WHAT YOU HAVE TO DO -
Could you show all lines in the entries below that contain the string "InvalidProjectType"?
• • •
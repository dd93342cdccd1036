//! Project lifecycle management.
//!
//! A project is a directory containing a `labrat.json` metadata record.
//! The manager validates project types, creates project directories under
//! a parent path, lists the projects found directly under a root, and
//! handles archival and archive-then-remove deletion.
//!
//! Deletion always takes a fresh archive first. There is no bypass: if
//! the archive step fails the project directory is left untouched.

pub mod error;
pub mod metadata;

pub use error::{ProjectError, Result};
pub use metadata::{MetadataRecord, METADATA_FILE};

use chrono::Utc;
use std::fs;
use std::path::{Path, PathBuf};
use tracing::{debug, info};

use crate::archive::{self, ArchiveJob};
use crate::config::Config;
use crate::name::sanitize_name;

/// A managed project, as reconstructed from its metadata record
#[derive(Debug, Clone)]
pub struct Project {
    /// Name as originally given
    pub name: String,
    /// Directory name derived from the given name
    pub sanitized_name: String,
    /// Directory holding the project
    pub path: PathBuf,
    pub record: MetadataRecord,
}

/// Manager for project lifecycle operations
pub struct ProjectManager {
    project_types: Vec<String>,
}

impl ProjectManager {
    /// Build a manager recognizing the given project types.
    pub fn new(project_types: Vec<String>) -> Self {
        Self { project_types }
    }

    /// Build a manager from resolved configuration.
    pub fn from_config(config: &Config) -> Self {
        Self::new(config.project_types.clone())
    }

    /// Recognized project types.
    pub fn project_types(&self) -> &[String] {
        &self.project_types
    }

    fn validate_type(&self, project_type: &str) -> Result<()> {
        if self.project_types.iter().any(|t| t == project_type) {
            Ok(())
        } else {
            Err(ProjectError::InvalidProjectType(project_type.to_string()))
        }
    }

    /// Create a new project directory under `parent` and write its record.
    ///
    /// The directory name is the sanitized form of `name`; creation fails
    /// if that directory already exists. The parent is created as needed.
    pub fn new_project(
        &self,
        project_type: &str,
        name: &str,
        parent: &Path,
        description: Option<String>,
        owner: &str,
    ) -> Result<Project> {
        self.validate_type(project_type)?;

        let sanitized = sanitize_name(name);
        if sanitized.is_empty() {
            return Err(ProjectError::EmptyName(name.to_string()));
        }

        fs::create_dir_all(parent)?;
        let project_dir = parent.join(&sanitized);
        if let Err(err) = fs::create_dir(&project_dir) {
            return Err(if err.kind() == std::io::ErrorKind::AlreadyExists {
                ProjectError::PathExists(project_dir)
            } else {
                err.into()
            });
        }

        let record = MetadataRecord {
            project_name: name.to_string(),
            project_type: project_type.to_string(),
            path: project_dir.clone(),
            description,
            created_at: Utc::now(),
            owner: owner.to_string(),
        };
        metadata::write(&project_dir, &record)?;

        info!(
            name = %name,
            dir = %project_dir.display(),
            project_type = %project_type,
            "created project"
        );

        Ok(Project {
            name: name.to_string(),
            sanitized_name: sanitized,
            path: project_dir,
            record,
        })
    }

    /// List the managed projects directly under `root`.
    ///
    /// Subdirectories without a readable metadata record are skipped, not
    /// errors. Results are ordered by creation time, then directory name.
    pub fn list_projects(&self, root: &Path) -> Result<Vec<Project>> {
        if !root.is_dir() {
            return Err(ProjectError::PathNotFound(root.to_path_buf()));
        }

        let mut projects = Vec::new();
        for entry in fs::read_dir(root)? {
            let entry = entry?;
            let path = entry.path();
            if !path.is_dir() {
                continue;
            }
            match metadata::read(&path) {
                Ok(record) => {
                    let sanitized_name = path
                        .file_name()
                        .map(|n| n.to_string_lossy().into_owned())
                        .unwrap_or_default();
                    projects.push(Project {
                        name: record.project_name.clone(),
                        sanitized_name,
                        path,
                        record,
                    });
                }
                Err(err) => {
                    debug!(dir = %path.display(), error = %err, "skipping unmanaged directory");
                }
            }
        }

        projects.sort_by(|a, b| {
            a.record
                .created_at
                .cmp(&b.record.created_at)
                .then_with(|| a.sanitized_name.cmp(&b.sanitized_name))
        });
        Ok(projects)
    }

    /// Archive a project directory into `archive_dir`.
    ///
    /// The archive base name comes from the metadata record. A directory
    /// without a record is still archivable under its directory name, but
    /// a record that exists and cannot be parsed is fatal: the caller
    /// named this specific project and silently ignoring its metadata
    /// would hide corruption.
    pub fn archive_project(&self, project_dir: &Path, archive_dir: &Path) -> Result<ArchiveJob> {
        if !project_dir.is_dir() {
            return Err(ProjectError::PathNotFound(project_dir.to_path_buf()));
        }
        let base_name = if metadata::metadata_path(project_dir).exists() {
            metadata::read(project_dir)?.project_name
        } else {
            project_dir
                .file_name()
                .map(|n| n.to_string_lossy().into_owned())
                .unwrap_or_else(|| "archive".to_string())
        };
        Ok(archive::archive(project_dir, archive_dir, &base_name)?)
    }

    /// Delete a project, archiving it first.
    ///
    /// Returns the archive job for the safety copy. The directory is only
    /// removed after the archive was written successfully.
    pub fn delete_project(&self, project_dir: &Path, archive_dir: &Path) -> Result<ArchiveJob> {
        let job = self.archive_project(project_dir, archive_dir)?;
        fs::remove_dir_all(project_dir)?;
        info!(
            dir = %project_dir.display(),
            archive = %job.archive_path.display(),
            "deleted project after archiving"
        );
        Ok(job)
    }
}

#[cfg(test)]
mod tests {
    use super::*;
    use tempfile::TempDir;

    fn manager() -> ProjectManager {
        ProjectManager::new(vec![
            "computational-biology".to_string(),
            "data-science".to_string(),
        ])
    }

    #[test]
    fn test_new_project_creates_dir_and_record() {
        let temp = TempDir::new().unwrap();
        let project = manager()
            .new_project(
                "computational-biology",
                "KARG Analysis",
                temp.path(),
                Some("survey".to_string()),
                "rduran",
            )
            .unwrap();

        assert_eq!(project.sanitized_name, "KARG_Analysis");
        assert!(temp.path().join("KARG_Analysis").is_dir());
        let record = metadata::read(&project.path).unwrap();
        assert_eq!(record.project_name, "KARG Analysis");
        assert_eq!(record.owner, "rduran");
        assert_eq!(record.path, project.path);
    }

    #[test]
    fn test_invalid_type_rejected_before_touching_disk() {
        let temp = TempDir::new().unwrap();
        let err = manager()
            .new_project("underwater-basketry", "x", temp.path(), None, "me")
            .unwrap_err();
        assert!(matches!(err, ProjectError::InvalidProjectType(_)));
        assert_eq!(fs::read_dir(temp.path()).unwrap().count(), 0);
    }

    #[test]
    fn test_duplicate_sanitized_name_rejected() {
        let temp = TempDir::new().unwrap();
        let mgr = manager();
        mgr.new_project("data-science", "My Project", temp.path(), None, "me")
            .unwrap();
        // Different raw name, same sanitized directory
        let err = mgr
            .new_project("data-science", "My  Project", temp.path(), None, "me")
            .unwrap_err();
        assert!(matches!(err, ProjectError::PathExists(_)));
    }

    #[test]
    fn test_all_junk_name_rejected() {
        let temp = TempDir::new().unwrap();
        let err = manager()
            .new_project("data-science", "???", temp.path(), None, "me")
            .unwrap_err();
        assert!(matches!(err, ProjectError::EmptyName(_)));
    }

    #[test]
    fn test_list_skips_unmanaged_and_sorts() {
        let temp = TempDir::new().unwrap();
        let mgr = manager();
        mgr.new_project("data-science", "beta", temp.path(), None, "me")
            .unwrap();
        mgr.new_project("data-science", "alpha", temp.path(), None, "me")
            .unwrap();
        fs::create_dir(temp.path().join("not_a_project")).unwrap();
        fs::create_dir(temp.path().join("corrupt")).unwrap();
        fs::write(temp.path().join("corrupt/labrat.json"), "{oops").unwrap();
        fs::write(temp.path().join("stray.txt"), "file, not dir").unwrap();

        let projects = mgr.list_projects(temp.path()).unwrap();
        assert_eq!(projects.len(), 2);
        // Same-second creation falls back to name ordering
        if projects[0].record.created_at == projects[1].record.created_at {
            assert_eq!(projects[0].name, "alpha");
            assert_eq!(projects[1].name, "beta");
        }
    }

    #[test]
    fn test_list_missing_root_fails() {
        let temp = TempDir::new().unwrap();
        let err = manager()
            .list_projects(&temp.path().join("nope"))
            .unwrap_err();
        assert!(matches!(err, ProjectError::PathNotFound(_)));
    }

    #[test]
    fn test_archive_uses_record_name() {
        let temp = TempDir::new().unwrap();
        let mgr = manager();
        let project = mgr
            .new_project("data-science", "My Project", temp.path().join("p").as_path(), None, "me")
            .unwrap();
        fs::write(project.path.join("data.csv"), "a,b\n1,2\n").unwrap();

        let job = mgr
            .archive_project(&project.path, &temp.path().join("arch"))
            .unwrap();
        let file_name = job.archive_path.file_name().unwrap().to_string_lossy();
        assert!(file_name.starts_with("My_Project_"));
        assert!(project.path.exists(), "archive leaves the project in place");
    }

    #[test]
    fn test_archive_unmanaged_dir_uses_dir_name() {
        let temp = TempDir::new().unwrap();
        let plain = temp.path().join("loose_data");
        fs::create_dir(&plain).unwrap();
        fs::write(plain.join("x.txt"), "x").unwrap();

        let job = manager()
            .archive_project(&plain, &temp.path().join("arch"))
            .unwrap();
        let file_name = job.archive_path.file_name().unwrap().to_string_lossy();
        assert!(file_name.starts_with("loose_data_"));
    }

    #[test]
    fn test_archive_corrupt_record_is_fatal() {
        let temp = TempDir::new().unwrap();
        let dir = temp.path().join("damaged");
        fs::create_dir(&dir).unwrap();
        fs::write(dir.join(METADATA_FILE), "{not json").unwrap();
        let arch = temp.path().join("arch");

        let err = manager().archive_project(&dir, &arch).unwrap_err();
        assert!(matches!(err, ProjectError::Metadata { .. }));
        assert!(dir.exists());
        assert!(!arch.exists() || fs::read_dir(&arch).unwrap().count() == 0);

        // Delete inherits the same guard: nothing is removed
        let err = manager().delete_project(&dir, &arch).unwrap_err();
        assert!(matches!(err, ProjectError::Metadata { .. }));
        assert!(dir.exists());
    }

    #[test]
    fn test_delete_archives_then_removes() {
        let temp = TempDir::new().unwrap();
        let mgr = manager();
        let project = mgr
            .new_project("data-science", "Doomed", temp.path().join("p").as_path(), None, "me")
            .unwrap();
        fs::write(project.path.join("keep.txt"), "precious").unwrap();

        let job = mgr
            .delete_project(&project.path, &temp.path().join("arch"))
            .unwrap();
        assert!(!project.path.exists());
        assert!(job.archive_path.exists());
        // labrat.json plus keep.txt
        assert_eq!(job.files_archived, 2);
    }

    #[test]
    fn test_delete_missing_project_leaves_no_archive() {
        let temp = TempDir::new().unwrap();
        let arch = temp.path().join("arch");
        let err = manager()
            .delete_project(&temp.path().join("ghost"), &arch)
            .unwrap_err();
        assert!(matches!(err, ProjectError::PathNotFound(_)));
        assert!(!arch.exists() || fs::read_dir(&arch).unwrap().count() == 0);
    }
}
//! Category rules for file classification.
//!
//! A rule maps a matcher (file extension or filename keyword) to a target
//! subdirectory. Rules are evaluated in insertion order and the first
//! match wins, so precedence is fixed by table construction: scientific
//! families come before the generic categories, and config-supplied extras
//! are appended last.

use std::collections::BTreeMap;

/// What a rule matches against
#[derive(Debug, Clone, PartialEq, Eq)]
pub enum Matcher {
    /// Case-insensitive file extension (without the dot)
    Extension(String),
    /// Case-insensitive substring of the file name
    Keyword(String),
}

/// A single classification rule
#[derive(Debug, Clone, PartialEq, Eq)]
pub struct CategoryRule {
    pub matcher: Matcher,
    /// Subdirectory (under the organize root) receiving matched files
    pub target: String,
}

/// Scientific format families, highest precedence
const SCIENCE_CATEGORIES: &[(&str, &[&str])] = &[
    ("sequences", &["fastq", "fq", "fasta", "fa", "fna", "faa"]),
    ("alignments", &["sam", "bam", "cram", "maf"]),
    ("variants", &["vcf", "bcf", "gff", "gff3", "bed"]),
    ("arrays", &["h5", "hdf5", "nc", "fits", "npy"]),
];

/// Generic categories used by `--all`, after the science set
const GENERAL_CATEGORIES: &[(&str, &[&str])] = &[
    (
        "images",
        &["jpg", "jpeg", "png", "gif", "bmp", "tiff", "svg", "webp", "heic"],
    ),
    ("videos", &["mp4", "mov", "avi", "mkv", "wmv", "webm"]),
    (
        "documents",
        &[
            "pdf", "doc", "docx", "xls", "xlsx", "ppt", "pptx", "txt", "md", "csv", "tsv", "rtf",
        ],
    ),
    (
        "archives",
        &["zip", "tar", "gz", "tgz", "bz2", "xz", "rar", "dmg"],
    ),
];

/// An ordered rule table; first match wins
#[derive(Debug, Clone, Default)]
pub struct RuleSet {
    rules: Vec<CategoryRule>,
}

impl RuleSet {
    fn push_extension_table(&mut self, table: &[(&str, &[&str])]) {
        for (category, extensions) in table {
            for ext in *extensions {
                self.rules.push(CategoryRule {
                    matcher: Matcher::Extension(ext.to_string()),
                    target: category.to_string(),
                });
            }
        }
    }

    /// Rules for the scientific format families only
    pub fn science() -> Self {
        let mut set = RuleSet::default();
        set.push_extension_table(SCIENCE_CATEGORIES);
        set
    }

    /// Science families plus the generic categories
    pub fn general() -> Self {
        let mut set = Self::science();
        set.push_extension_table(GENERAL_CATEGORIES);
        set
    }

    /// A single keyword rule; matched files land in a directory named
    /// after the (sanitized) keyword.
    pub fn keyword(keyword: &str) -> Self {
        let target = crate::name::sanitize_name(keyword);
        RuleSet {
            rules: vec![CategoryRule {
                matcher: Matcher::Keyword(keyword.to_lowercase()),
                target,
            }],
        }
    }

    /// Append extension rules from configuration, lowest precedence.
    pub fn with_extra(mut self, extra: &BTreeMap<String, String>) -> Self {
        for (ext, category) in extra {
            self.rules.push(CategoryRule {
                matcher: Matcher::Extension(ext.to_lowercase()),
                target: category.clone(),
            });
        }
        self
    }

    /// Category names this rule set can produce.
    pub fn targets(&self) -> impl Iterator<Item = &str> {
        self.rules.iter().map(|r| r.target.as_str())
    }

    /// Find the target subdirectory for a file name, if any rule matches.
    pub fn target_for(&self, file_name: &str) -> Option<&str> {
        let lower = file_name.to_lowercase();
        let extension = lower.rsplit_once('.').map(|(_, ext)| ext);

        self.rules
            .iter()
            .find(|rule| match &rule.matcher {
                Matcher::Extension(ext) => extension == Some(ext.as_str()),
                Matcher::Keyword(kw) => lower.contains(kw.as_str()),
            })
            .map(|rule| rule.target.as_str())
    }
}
• • •
FINISHED TASK -
            Err(ProjectError::InvalidProjectType(project_type.to_string()))
        assert!(matches!(err, ProjectError::InvalidProjectType(_)));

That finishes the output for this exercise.